I wrote about this for an editorial in early December 2012 that wasn't, for space reasons only, published in its entirety. In particular the bit towards the end about the men, the customers, was left out. This is a subject that annoys the hell out of me, not least because it involves such a avoidance of reality.

The critical faculties of many members of society appear to depart them when they consider the issue of prostitution.
There is the quiet, but strongly held view that quite a good percentage of the women who work as prostitutes in every town in Kildare are doing so of their own volition, that they are simply businesswomen who have chosen this activity as a way of making a living.
The Leinster Leader views that train of thought with its most jaundiced and sceptical eye.
It is known that a large number of these women are controlled by a pimp and that they are trafficked into this country in order to service a booming market. The evidence is undeniable.
It is alleged that some are not controlled by a third party, that they are “just doing it to pay the bills”.
But even if we are to take the broadest view of the matter, it is surely not relevant whether a woman is trapped, coerced or forced into prostitution by a pimp, a trafficker or by economic circumstances.

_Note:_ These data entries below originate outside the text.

#[cfg(test)]
mod tests {
    use super::*;
    use pretty_assertions::assert_eq;

    fn rings_with(lines: &[&str]) -> (Rings, RingId, Vec<LineId>) {
        let mut ring = Ring::default();
        let mut after = ring.top();
        let mut ids = Vec::new();
        for text in lines {
            let id = ring.insert_line(after).unwrap();
            ring.set_text(id, text.as_bytes()).unwrap();
            ids.push(id);
            after = id;
        }
        let mut rings = Rings::new();
        let ring_id = rings.push(ring);
        (rings, ring_id, ids)
    }

    fn texts(rings: &Rings, ring_id: RingId) -> Vec<String> {
        let ring = rings.ring(ring_id).unwrap();
        ring.data_lines()
            .map(|(_, line)| String::from_utf8_lossy(ring.text_of(line)).into_owned())
            .collect()
    }

    #[test]
    fn splice_pads_short_lines() {
        assert_eq!(splice_band(b"ab", 4, 2, Some(b"XY")), b"ab  XY".to_vec());
        assert_eq!(splice_band(b"abcdef", 2, 2, Some(b"XY")), b"abXYcdef".to_vec());
        assert_eq!(splice_band(b"abcdef", 2, 2, None), b"ab  cdef".to_vec());
        assert_eq!(splice_band(b"", 0, 3, Some(b"X")), b"X".to_vec());
    }

    #[test]
    fn cut_trims_and_skips_short_lines() {
        let (mut rings, r, ids) = rings_with(&["abcdef", "ab", "abc  f"]);
        let ring = rings.ring_mut(r).unwrap();
        cut_band(ring, &ids, 2, 3).unwrap();
        assert_eq!(texts(&rings, r), vec!["abf", "ab", "abf"]);
    }

    #[test]
    fn lines_copy_moves_selection_to_copy() {
        let (mut rings, r, ids) = rings_with(&["a", "b", "c"]);
        let mut mark = Mark::new();
        mark.mark(&mut rings, r, ids[0], None).unwrap();
        mark.mark(&mut rings, r, ids[1], None).unwrap();
        mark.copy(&mut rings, r, ids[2], 0, &mut ()).unwrap();
        assert_eq!(texts(&rings, r), vec!["a", "b", "c", "a", "b"]);
        let ring = rings.ring(r).unwrap();
        assert!(!ring.is_marked(ids[0]));
        let lines = mark.marked_lines(&rings).unwrap();
        assert_eq!(lines.len(), 2);
        assert_eq!(ring.row_number(lines[0]), Some(4));
    }

    #[test]
    fn lines_copy_into_selection_conflicts() {
        let (mut rings, r, ids) = rings_with(&["a", "b", "c"]);
        let mut mark = Mark::new();
        mark.mark(&mut rings, r, ids[0], None).unwrap();
        mark.mark(&mut rings, r, ids[1], None).unwrap();
        assert!(matches!(
            mark.copy(&mut rings, r, ids[0], 0, &mut ()),
            Err(MarkError::Conflict)
        ));
        // After the last selected line is fine.
        mark.verify_copy(&rings, r, ids[1], 0).unwrap();
        assert!(matches!(
            mark.verify_move(&rings, r, ids[1], 0),
            Err(MarkError::Conflict)
        ));
    }

    #[test]
    fn lines_move_within_ring_relinks() {
        let (mut rings, r, ids) = rings_with(&["a", "b", "c", "d"]);
        let mut mark = Mark::new();
        mark.mark(&mut rings, r, ids[0], None).unwrap();
        mark.mark(&mut rings, r, ids[1], None).unwrap();
        mark.move_to(&mut rings, r, ids[3], 0, &mut ()).unwrap();
        assert_eq!(texts(&rings, r), vec!["c", "d", "a", "b"]);
        assert_eq!(mark.first(), Some(ids[0]));
        rings.ring(r).unwrap().check().unwrap();
    }

    #[test]
    fn lines_move_across_rings_is_undoable_at_source() {
        let (mut rings, r, ids) = rings_with(&["a", "b", "c"]);
        let mut other = Ring::default();
        let top = other.top();
        let o = rings.push(other);
        let mut mark = Mark::new();
        mark.mark(&mut rings, r, ids[1], None).unwrap();
        mark.move_to(&mut rings, o, top, 0, &mut ()).unwrap();
        assert_eq!(texts(&rings, r), vec!["a", "c"]);
        assert_eq!(texts(&rings, o), vec!["b"]);
        assert_eq!(mark.ring(), Some(o));
        let source = rings.ring_mut(r).unwrap();
        source.undo().unwrap();
        assert_eq!(texts(&rings, r), vec!["a", "b", "c"]);
    }

    #[test]
    fn block_copy_extends_short_target() {
        let (mut rings, r, ids) = rings_with(&["abcdef", "ghijkl", "x"]);
        let mut mark = Mark::new();
        mark.mark(&mut rings, r, ids[0], Some(1)).unwrap();
        mark.mark(&mut rings, r, ids[1], Some(2)).unwrap();
        mark.copy(&mut rings, r, ids[2], 3, &mut ()).unwrap();
        assert_eq!(
            texts(&rings, r),
            vec!["abcdef", "ghijkl", "x  bc", "   hi"]
        );
        assert_eq!(mark.columns(), (3, 3, 4));
        assert_eq!(mark.marked_lines(&rings).unwrap().len(), 2);
    }

    #[test]
    fn block_overlap_on_same_row_conflicts() {
        let (mut rings, r, ids) = rings_with(&["abcdefgh"]);
        let mut mark = Mark::new();
        mark.mark(&mut rings, r, ids[0], Some(2)).unwrap();
        mark.mark(&mut rings, r, ids[0], Some(4)).unwrap();
        assert_eq!(mark.columns(), (2, 4, 4));
        assert!(matches!(
            mark.copy(&mut rings, r, ids[0], 1, &mut ()),
            Err(MarkError::Conflict)
        ));
        assert_eq!(texts(&rings, r), vec!["abcdefgh"]);
        // Entirely to the left or right is fine.
        mark.verify_copy(&rings, r, ids[0], 5).unwrap();
        assert!(matches!(
            mark.verify_copy(&rings, r, ids[0], 0),
            Err(MarkError::Conflict)
        ));
    }

    #[test]
    fn block_at_far_columns_does_not_overflow() {
        let (mut rings, r, ids) = rings_with(&["abc"]);
        let mut mark = Mark::new();
        mark.mark(&mut rings, r, ids[0], Some(usize::MAX - 1)).unwrap();
        mark.mark(&mut rings, r, ids[0], Some(usize::MAX)).unwrap();
        assert_eq!(mark.width(), 2);
        assert!(matches!(
            mark.verify_copy(&rings, r, ids[0], usize::MAX - 1),
            Err(MarkError::Conflict)
        ));
        let mut wide = Mark::new();
        let (mut rings, r, ids) = rings_with(&["abc"]);
        wide.mark(&mut rings, r, ids[0], Some(0)).unwrap();
        wide.mark(&mut rings, r, ids[0], Some(usize::MAX)).unwrap();
        assert_eq!(wide.width(), usize::MAX);
        assert!(matches!(
            wide.verify_copy(&rings, r, ids[0], 1),
            Err(MarkError::Conflict)
        ));
    }

    #[test]
    fn block_move_right_on_same_row() {
        let (mut rings, r, ids) = rings_with(&["abcdefgh"]);
        let mut mark = Mark::new();
        mark.mark(&mut rings, r, ids[0], Some(1)).unwrap();
        mark.mark(&mut rings, r, ids[0], Some(2)).unwrap();
        mark.move_to(&mut rings, r, ids[0], 6, &mut ()).unwrap();
        assert_eq!(texts(&rings, r), vec!["adefbcgh"]);
        let (left, _, right) = mark.columns();
        assert_eq!((left, right), (4, 5));
    }

    #[test]
    fn block_move_left_on_same_row() {
        let (mut rings, r, ids) = rings_with(&["abcdefgh"]);
        let mut mark = Mark::new();
        mark.mark(&mut rings, r, ids[0], Some(4)).unwrap();
        mark.mark(&mut rings, r, ids[0], Some(5)).unwrap();
        mark.move_to(&mut rings, r, ids[0], 1, &mut ()).unwrap();
        assert_eq!(texts(&rings, r), vec!["aefbcdgh"]);
        let (left, _, right) = mark.columns();
        assert_eq!((left, right), (1, 2));
    }

    #[test]
    fn remove_lines_is_permanent() {
        let (mut rings, r, ids) = rings_with(&["a", "b", "c"]);
        let mut mark = Mark::new();
        mark.mark(&mut rings, r, ids[1], None).unwrap();
        mark.remove(&mut rings, &mut ()).unwrap();
        assert_eq!(texts(&rings, r), vec!["a", "c"]);
        assert_eq!(mark.state(), MarkState::Reset);
        assert_eq!(rings.ring(r).unwrap().undo_depth(), 0);
    }

    #[test]
    fn remove_block_cuts_band() {
        let (mut rings, r, ids) = rings_with(&["abcdef", "gh", "ijklmn"]);
        let mut mark = Mark::new();
        mark.mark(&mut rings, r, ids[0], Some(2)).unwrap();
        mark.mark(&mut rings, r, ids[2], Some(3)).unwrap();
        mark.remove(&mut rings, &mut ()).unwrap();
        assert_eq!(texts(&rings, r), vec!["abef", "gh", "ijmn"]);
        let ring = rings.ring(r).unwrap();
        assert!(ids.iter().all(|id| !ring.is_marked(*id)));
    }

    #[test]
    fn operations_without_mark_fail() {
        let (mut rings, r, ids) = rings_with(&["a"]);
        let mut mark = Mark::new();
        assert!(matches!(
            mark.copy(&mut rings, r, ids[0], 0, &mut ()),
            Err(MarkError::NoMark)
        ));
        assert!(matches!(mark.remove(&mut rings, &mut ()), Err(MarkError::NoMark)));
    }
}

Prostitution is and remains an offence to the human dignity of any woman who finds herself performing sexual favours on strangers for money.
Also, are we to believe that a woman with very little english who flies into the country on a holiday visa can, with no assistance whatsoever, find herself in a matter of weeks, with an advertisement on an escort website that is both well written and in english, have a lease in an apartment in some suburb of the greater Dublin area, numerous, Irish registered mobile phones, and a steady flow of clientele?
Another quiet but strongly held view is that the men who avail of the services of prostitutes are innocent of all blame, and that society would somehow break down, come to a grinding halt, if men were to stop using prostitutes.
This leads to resistance to the idea of tackling prostitution by targeting and prosecuting the users rather than the providers of the services.
We are asked: “What would that do to his marriage or his children?”
Clearly, it is a widely held view that the sexual urges of the male side of the population must be managed - as if prostitution were to be considered a handy pressure release valve.
It is devastatingly depressing and disappointing to consider the inherent inference that a man can be so beholden to his sexual urges that he can banish any pause for concern from his mind about whether the frightened naked woman with very little English, whom he knows for all of 10 minutes and who is now performing sexual favours on him, is there by choice or not.
If we are to tackle prostitution in this country, it must be from a humanitarian point of view with the well-being of the women involved as the guiding principle of our actions.
Unlike the men who use their services, they are the vulnerable ones.